Dataset entries:

+--

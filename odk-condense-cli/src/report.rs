//! Run summary

use std::collections::BTreeSet;
use std::fmt;
use std::path::PathBuf;
use std::time::Duration;

/// Elapsed times above this are reported in minutes
const MINUTES_AFTER: Duration = Duration::from_secs(300);

/// What happened to every instance in a batch
#[derive(Debug, Clone, Default)]
pub struct BatchReport {
    pub output: PathBuf,
    pub form_id: Option<String>,
    /// Rows appended
    pub succeeded: usize,
    /// Instances already in the output table
    pub skipped: usize,
    /// Instance id and reason, in discovery order
    pub failed: Vec<(String, String)>,
    /// Prompts visited by some instance but not declared for its form
    pub uncaptured_prompts: BTreeSet<String>,
    pub elapsed: Duration,
}

impl BatchReport {
    pub fn new(output: PathBuf, form_id: Option<String>) -> Self {
        Self {
            output,
            form_id,
            ..Default::default()
        }
    }

    pub fn record_failure(&mut self, instance_id: impl Into<String>, reason: impl fmt::Display) {
        self.failed.push((instance_id.into(), reason.to_string()));
    }

    pub fn is_clean(&self) -> bool {
        self.failed.is_empty()
    }

    /// Log the end-of-run messages
    pub fn log(&self, instances_dir: &std::path::Path) {
        if !self.uncaptured_prompts.is_empty() {
            log::info!(
                "From instances in {:?}, discovered {} uncaptured prompts: {}",
                instances_dir,
                self.uncaptured_prompts.len(),
                self.uncaptured_prompts
                    .iter()
                    .map(String::as_str)
                    .collect::<Vec<_>>()
                    .join(", ")
            );
        }
        for (instance_id, reason) in &self.failed {
            log::debug!("[{}] Failed: {}", instance_id, reason);
        }
        log::info!("{}", self);
    }
}

impl fmt::Display for BatchReport {
    fn fmt(&self, f: &mut fmt::Formatter<'_>) -> fmt::Result {
        write!(f, "Finished condensing data to {:?}", self.output)?;
        if let Some(form_id) = &self.form_id {
            write!(f, " for form_id \"{}\"", form_id)?;
        }
        write!(
            f,
            " after {}: {} succeeded, {} skipped, {} failed",
            format_elapsed(self.elapsed),
            self.succeeded,
            self.skipped,
            self.failed.len()
        )
    }
}

/// Seconds, or minutes with two decimals past five minutes
pub fn format_elapsed(elapsed: Duration) -> String {
    if elapsed > MINUTES_AFTER {
        format!("{:.2} minutes", elapsed.as_secs_f64() / 60.0)
    } else {
        format!("{} seconds", elapsed.as_secs())
    }
}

+--

TASK ITEM. Of the lines above, output exactly those from the line bearing "const MINUTES_AFTER: Duration" through the line bearing "for its form", inclusive.

TASK OUTPUT.
const MINUTES_AFTER: Duration = Duration::from_secs(300);

/// What happened to every instance in a batch
#[derive(Debug, Clone, Default)]
pub struct BatchReport {
    pub output: PathBuf,
    pub form_id: Option<String>,
    /// Rows appended
    pub succeeded: usize,
    /// Instances already in the output table
    pub skipped: usize,
    /// Instance id and reason, in discovery order
    pub failed: Vec<(String, String)>,
    /// Prompts visited by some instance but not declared for its form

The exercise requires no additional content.